Immunocytochemistry analysis with COC166-9 demonstrated that CA166-9 was detectable in the cytoplasm and nuclei of ovarian cancer cells CAOV3 and SKOV3, whereas the HOC1A and 3AO did not show any CA166-9 expression (Fig. 1C), indicating the expression of CA166-9 is cell type-specific. CA166-9 was also found in the ascites from three ovarian cancer patients by ELISA assay (Fig. 1D).

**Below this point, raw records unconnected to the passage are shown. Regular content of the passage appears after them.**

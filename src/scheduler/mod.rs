// =============================================================================
// Agent scheduler — cadence controller and single-flight cycle dispatcher
// =============================================================================
//
// Two cadences share one dispatcher:
//   * replay mode: the replay ticker reports advanced bars; every
//     `decision_every_bars` bars adds one pending step.
//   * live_file mode: a periodic timer adds one pending step per `cycle_ms`.
//
// The dispatcher drains pending steps strictly one cycle at a time (the
// single-flight guard); overlapping triggers only grow the pending counter.
// Kill-switch activation pauses the scheduler, zeroes pending work, and
// makes resume/step refuse with `kill_switch_active` until deactivated.
// =============================================================================

pub mod session_guard;

use std::collections::HashMap;
use std::sync::Arc;
use std::time::Duration;

use chrono::Utc;
use parking_lot::Mutex;
use serde::Serialize;
use tokio::sync::watch;
use tracing::{debug, error, info, warn};

use crate::config::RuntimeConfig;
use crate::engine::record::DecisionRecord;
use crate::engine::{DecisionEngine, DecisionInput, ExternalDecision};
use crate::features::context::ContextBuilder;
use crate::features::readiness::{self, ReadinessConfig, ReadinessLevel, ReadinessReport};
use crate::llm::LlmDecisionClient;
use crate::market::replay::ReplayEngine;
use crate::market::session::trading_day_of;
use crate::store::kill_switch::KillSwitch;
use crate::store::logs::{AuditLogStore, AuditRecord, DecisionLogStore};
use crate::store::memory::{MemoryConfig, MemoryStore, ReplayPosition};
use crate::store::registry::AgentRegistry;
use crate::types::DataMode;

// -----------------------------------------------------------------------------
// Errors & status
// -----------------------------------------------------------------------------

/// Control operations refused while the kill-switch is active.
#[derive(Debug, Clone, Copy, PartialEq, Eq)]
pub enum ControlError {
    KillSwitchActive,
}

impl std::fmt::Display for ControlError {
    fn fmt(&self, f: &mut std::fmt::Formatter<'_>) -> std::fmt::Result {
        match self {
            Self::KillSwitchActive => write!(f, "kill_switch_active"),
        }
    }
}

impl std::error::Error for ControlError {}

#[derive(Debug, Clone, Default, Serialize)]
pub struct CycleCounters {
    /// Dispatcher cycles started.
    pub total_cycles: u64,
    /// Per-trader evaluations that produced a decision.
    pub successful_cycles: u64,
    /// Per-trader evaluations that failed (isolated, cycle continues).
    pub failed_cycles: u64,
    /// Decisions produced per trader; a decision's cycle_number is this
    /// trader's 1-indexed call sequence.
    pub call_count: HashMap<String, u64>,
}

#[derive(Debug, Clone, Serialize)]
pub struct SchedulerStatus {
    pub mode: DataMode,
    pub running: bool,
    pub auto_paused: bool,
    pub pending_steps: u64,
    pub in_flight: bool,
    pub bars_since_decision: u64,
    pub decision_every_bars: u64,
    pub counters: CycleCounters,
}

#[derive(Debug, Default)]
struct SchedState {
    running: bool,
    auto_paused: bool,
    pending_steps: u64,
    in_flight: bool,
    bars_since_decision: u64,
}

// -----------------------------------------------------------------------------
// Scheduler
// -----------------------------------------------------------------------------

/// Everything one cycle needs, owned as shared handles.
pub struct SchedulerDeps {
    pub registry: Arc<AgentRegistry>,
    pub context_builder: Arc<ContextBuilder>,
    pub engine: Arc<DecisionEngine>,
    pub llm: Arc<LlmDecisionClient>,
    pub memory: Arc<MemoryStore>,
    pub decision_log: Arc<DecisionLogStore>,
    pub audit_log: Arc<AuditLogStore>,
    pub kill_switch: Arc<KillSwitch>,
    /// Present in replay mode; feeds the memory snapshot's tape position.
    pub replay: Option<Arc<ReplayEngine>>,
}

pub struct AgentScheduler {
    deps: SchedulerDeps,
    mode: DataMode,
    run_id: String,
    decision_every_bars: u64,
    readiness_config: ReadinessConfig,
    memory_config_template: MemoryConfig,
    sched: Mutex<SchedState>,
    counters: Mutex<CycleCounters>,
}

Identification of CA166-9 as IGHG1 constant region

To identify the CA166-9, ovarian cancer ascites were subjected to the immunoaffinity column chromatography. The purified antigens were resolved by SDS-PAGE (Fig. 2A, left) and probed with the COC166-9 by western blotting (Fig. 2A, right). Five protein bands at 170, 130, 70 55 and 45 kDa were successfully purified from the ovarian cancer ascites and were named as CA166-9 band A, B, C, D, and E, respectively. By mass spectrometry analysis, we obtained 13 peptide sequences from band A, 23 peptide sequences from band B, 16 peptide sequences from band C, 18 peptide sequences from band D, and 14 peptide sequences from band E. The peptides were all matched to human immunoglobulin γ-1 heavy chain (IGHG1) constant region by basic local alignment search tool (MASCOT) homology search (Fig. 2B). ELISA assay revealed that both purified CA166-9 and human IgG could abolish COC166-9's reaction with ovarian cancer ascites in a dose-dependent manner, however purified mouse IgG had no inhibitory effect (Fig. 2C). Similarly, results of immunohistochemistry inhibition analysis demonstrated that staining of successive sections of ovarian cancer specimens by COC166-9 was interfered by purified human IgG and CA166-9, but not by mouse IgG (Fig. 2D). Since the streptococcal protein G binds to the Fc fragment of IgG (16), it is reasonable to assume that the putative CA166-9, IGHG1 constant region protein could also associate with protein G. To confirm this predication, immunoprecipitation was performed with protein G-conjugated beads plus ascites solution from ovarian cancer patient. The ascites, protein eluted from protein G-conjugated beads after incubated with the ascites, and ascites after absorbed with the protein G were, respectively, coated onto the microtiter plates for ELISA assay with COC166-9. The results showed that COC166-9 had strong positive reactivity with the ascites or eluted protein, but a negative reactivity with the ascites after being absorbed with the protein G (Fig. 2E). These results indicated the antigen recognized by COC166-9 was IgG-like protein.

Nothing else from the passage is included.